(Collected data)
------------------------------------------------------------------------

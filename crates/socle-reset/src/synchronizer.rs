//! Asynchronous-assert, synchronous-release reset synchronizer.
//!
//! A chain of flops in the consuming domain, all preset by the request. The
//! request reaches the output immediately; its release has to ripple through
//! every stage, one clock edge each, before the output drops.

use crate::error::{ResetError, Result};

/// Stages used when a board does not specify otherwise.
pub const DEFAULT_SYNC_STAGES: usize = 2;

/// Flop-chain model of a reset synchronizer.
#[derive(Debug, Clone, PartialEq, Eq)]
pub struct AsyncResetSynchronizer {
    stages: Vec<bool>,
}

impl AsyncResetSynchronizer {
    /// A synchronizer as it comes out of power-up: every stage asserted.
    pub fn new(stages: usize) -> Result<Self> {
        if stages < 2 {
            return Err(ResetError::SynchronizerTooShort { stages });
        }
        Ok(Self {
            stages: vec![true; stages],
        })
    }

    /// Asynchronous assertion: presets every stage without waiting for a clock.
    pub fn assert_now(&mut self) {
        self.stages.fill(true);
    }

    /// One edge of the consuming clock with the request at `request`.
    pub fn tick(&mut self, request: bool) {
        if request {
            self.assert_now();
            return;
        }
        self.stages.rotate_right(1);
        self.stages[0] = false;
    }

    /// Synchronized reset seen by the consuming domain.
    pub fn output(&self) -> bool {
        self.stages.last().copied().unwrap_or(true)
    }

    pub fn depth(&self) -> usize {
        self.stages.len()
    }
}
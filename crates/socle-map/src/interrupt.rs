//! Interrupt-line tables.
//!
//! Interrupt assignments layer exactly like regions: a later layer may move
//! a named peripheral to a new line or add new peripherals, but two distinct
//! peripherals may never end up on the same line. Collisions are errors, not
//! last-write-wins.

use std::collections::BTreeMap;

use serde::{Deserialize, Serialize};
use tracing::debug;

use crate::error::{MapError, Result};

/// Number of interrupt lines assumed when a board does not say otherwise.
pub const DEFAULT_INTERRUPT_LINES: u32 = 32;

/// A named set of interrupt assignments.
#[derive(Debug, Clone, Default, PartialEq, Eq, Serialize, Deserialize)]
pub struct InterruptLayer {
    /// Layer name, used in diagnostics.
    pub name: String,
    /// Peripheral name to interrupt line.
    #[serde(default)]
    pub lines: BTreeMap<String, u32>,
}

impl InterruptLayer {
    pub fn new(name: impl Into<String>) -> Self {
        Self {
            name: name.into(),
            lines: BTreeMap::new(),
        }
    }

    /// Assign `peripheral` to `line` in this layer.
    pub fn assign(mut self, peripheral: impl Into<String>, line: u32) -> Self {
        self.lines.insert(peripheral.into(), line);
        self
    }
}

/// A validated interrupt table.
#[derive(Debug, Clone, PartialEq, Eq, Serialize, Deserialize)]
pub struct InterruptTable {
    limit: u32,
    lines: BTreeMap<String, u32>,
}

impl InterruptTable {
    /// An empty table for a controller with `limit` lines.
    pub fn new(limit: u32) -> Self {
        Self {
            limit,
            lines: BTreeMap::new(),
        }
    }

    /// Fold `layers` into a table, in order.
    pub fn compose<'a>(limit: u32, layers: impl IntoIterator<Item = &'a InterruptLayer>) -> Result<Self> {
        let mut table = Self::new(limit);
        for layer in layers {
            table.apply(layer)?;
        }
        Ok(table)
    }

    /// Apply one layer. Names in the layer are released first, so a layer may
    /// swap or shuffle its own peripherals freely.
    pub fn apply(&mut self, layer: &InterruptLayer) -> Result<()> {
        for name in layer.lines.keys() {
            self.lines.remove(name);
        }
        for (name, &line) in &layer.lines {
            if line >= self.limit {
                return Err(MapError::InterruptOutOfRange {
                    name: name.clone(),
                    line,
                    limit: self.limit,
                });
            }
            if let Some(existing) = self.name_of(line) {
                return Err(MapError::InterruptCollision {
                    line,
                    existing: existing.to_string(),
                    incoming: name.clone(),
                });
            }
            debug!(layer = %layer.name, peripheral = %name, line, "assigned interrupt");
            self.lines.insert(name.clone(), line);
        }
        Ok(())
    }

    /// Line assigned to `peripheral`.
    pub fn line(&self, peripheral: &str) -> Option<u32> {
        self.lines.get(peripheral).copied()
    }

    /// Peripheral holding `line`.
    pub fn name_of(&self, line: u32) -> Option<&str> {
        self.lines
            .iter()
            .find(|(_, &l)| l == line)
            .map(|(name, _)| name.as_str())
    }

    /// Assignments ordered by line number.
    pub fn by_line(&self) -> Vec<(u32, &str)> {
        let mut out: Vec<(u32, &str)> = self.lines.iter().map(|(n, &l)| (l, n.as_str())).collect();
        out.sort();
        out
    }

    pub fn limit(&self) -> u32 {
        self.limit
    }

    pub fn len(&self) -> usize {
        self.lines.len()
    }

    pub fn is_empty(&self) -> bool {
        self.lines.is_empty()
    }
}
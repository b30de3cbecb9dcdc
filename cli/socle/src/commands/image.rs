//! `socle image` — standalone placeholder image generation.

use std::path::Path;

use anyhow::{Context, Result};
use socle_compose::hash_hex;
use socle_image::{generate, Endianness};

/// Generate a `size`-byte placeholder from `seed` and write it to `output`.
pub fn run(size: u64, seed: u64, output: &Path, big_endian: bool) -> Result<()> {
    let image = generate(size, seed)?;
    let endianness = if big_endian { Endianness::Big } else { Endianness::Little };
    image
        .write_to(output, endianness)
        .with_context(|| format!("writing {}", output.display()))?;
    println!("{}  {} ({} bytes, seed {})", hash_hex(&image.digest()), output.display(), size, seed);
    Ok(())
}
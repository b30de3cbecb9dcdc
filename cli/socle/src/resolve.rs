//! Board and variant lookup: built-in names or TOML files.

use std::path::Path;

use anyhow::{bail, Context, Result};
use socle_compose::{load_board_toml, load_variant_toml, BoardDescriptor, BoardVariant};

fn looks_like_path(arg: &str) -> bool {
    arg.ends_with(".toml") || arg.contains('/') || Path::new(arg).is_file()
}

/// Resolve a board by built-in name or file path.
pub fn board(arg: &str) -> Result<BoardDescriptor> {
    if looks_like_path(arg) {
        return load_board_toml(Path::new(arg)).with_context(|| format!("loading board file {arg}"));
    }
    match BoardDescriptor::builtin_named(arg) {
        Some(board) => Ok(board),
        None => bail!("unknown board: '{arg}'. Use 'socle board list' to see available boards."),
    }
}

/// Resolve a variant by built-in name or file path.
pub fn variant(arg: &str) -> Result<BoardVariant> {
    if looks_like_path(arg) {
        return load_variant_toml(Path::new(arg)).with_context(|| format!("loading variant file {arg}"));
    }
    match BoardVariant::builtin_named(arg) {
        Some(variant) => Ok(variant),
        None => bail!("unknown variant: '{arg}'. Use 'socle board list' to see available variants."),
    }
}
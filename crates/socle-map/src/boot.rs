//! Boot vectors: addresses derived from a base region plus fixed preambles.
//!
//! External-flash boot places the CPU's first instruction past every stage
//! that precedes it in flash (the gateware image, an optional second-stage
//! loader, a firmware stub). The vector is computed once from the composed
//! map and never changes afterwards.

use serde::{Deserialize, Serialize};

use crate::error::{MapError, Result};
use crate::region::AddressRegion;

/// Bytes that must exist at a boot vector by default: one instruction word.
pub const DEFAULT_ENTRY_BYTES: u64 = 4;

fn default_entry_bytes() -> u64 {
    DEFAULT_ENTRY_BYTES
}

/// A fixed-size stage that precedes the vector inside its base region.
#[derive(Debug, Clone, PartialEq, Eq, Serialize, Deserialize)]
pub struct BootStage {
    /// Stage name (e.g., "gateware", "bootloader", "firmware").
    pub name: String,
    /// Stage size in bytes.
    pub size: u64,
}

/// A derived address: `region.base + sum(stage sizes)`.
#[derive(Debug, Clone, PartialEq, Eq, Serialize, Deserialize)]
#[serde(rename_all = "kebab-case")]
pub struct BootVector {
    /// Vector name (e.g., "cpu_reset", "flash_boot").
    pub name: String,
    /// Region the vector is based on.
    pub region: String,
    /// Preceding stages, in flash order.
    #[serde(default)]
    pub stages: Vec<BootStage>,
    /// Bytes that must exist at the vector inside the region.
    #[serde(default = "default_entry_bytes")]
    pub entry_bytes: u64,
}

impl BootVector {
    /// A vector at the start of `region` with no preceding stages.
    pub fn new(name: impl Into<String>, region: impl Into<String>) -> Self {
        Self {
            name: name.into(),
            region: region.into(),
            stages: Vec::new(),
            entry_bytes: DEFAULT_ENTRY_BYTES,
        }
    }

    /// Append a preceding stage. Zero-sized stages are kept for diagnostics.
    pub fn stage(mut self, name: impl Into<String>, size: u64) -> Self {
        self.stages.push(BootStage {
            name: name.into(),
            size,
        });
        self
    }

    /// Set the number of bytes that must exist at the vector.
    pub fn entry_bytes(mut self, bytes: u64) -> Self {
        self.entry_bytes = bytes;
        self
    }

    /// Sum of all preceding stage sizes.
    pub fn offset(&self) -> Result<u64> {
        self.stages.iter().try_fold(0u64, |acc, s| {
            acc.checked_add(s.size)
                .ok_or_else(|| MapError::AddressOverflow {
                    region: self.region.clone(),
                })
        })
    }

    /// Minimum size the base region must have for this vector to be valid.
    pub fn required_size(&self) -> Result<u64> {
        self.offset()?
            .checked_add(self.entry_bytes)
            .ok_or_else(|| MapError::AddressOverflow {
                region: self.region.clone(),
            })
    }

    /// Resolve the vector against its (already composed) base region.
    pub fn resolve(&self, base: &AddressRegion) -> Result<u64> {
        if base.name != self.region {
            return Err(MapError::UnknownRegionReference {
                name: self.region.clone(),
            });
        }
        let required = self.required_size()?;
        if base.size < required {
            return Err(MapError::UndersizedRegion {
                region: base.name.clone(),
                required,
                actual: base.size,
            });
        }
        base.base
            .checked_add(self.offset()?)
            .ok_or_else(|| MapError::AddressOverflow {
                region: base.name.clone(),
            })
    }
}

------------------------------------------------------------------------

§ What the task requires
In the records above, some lines may contain the word "BoardVariant"; copy every one of them.

§ Result of this task
use socle_compose::{load_board_toml, load_variant_toml, BoardDescriptor, BoardVariant};
pub fn variant(arg: &str) -> Result<BoardVariant> {
    match BoardVariant::builtin_named(arg) {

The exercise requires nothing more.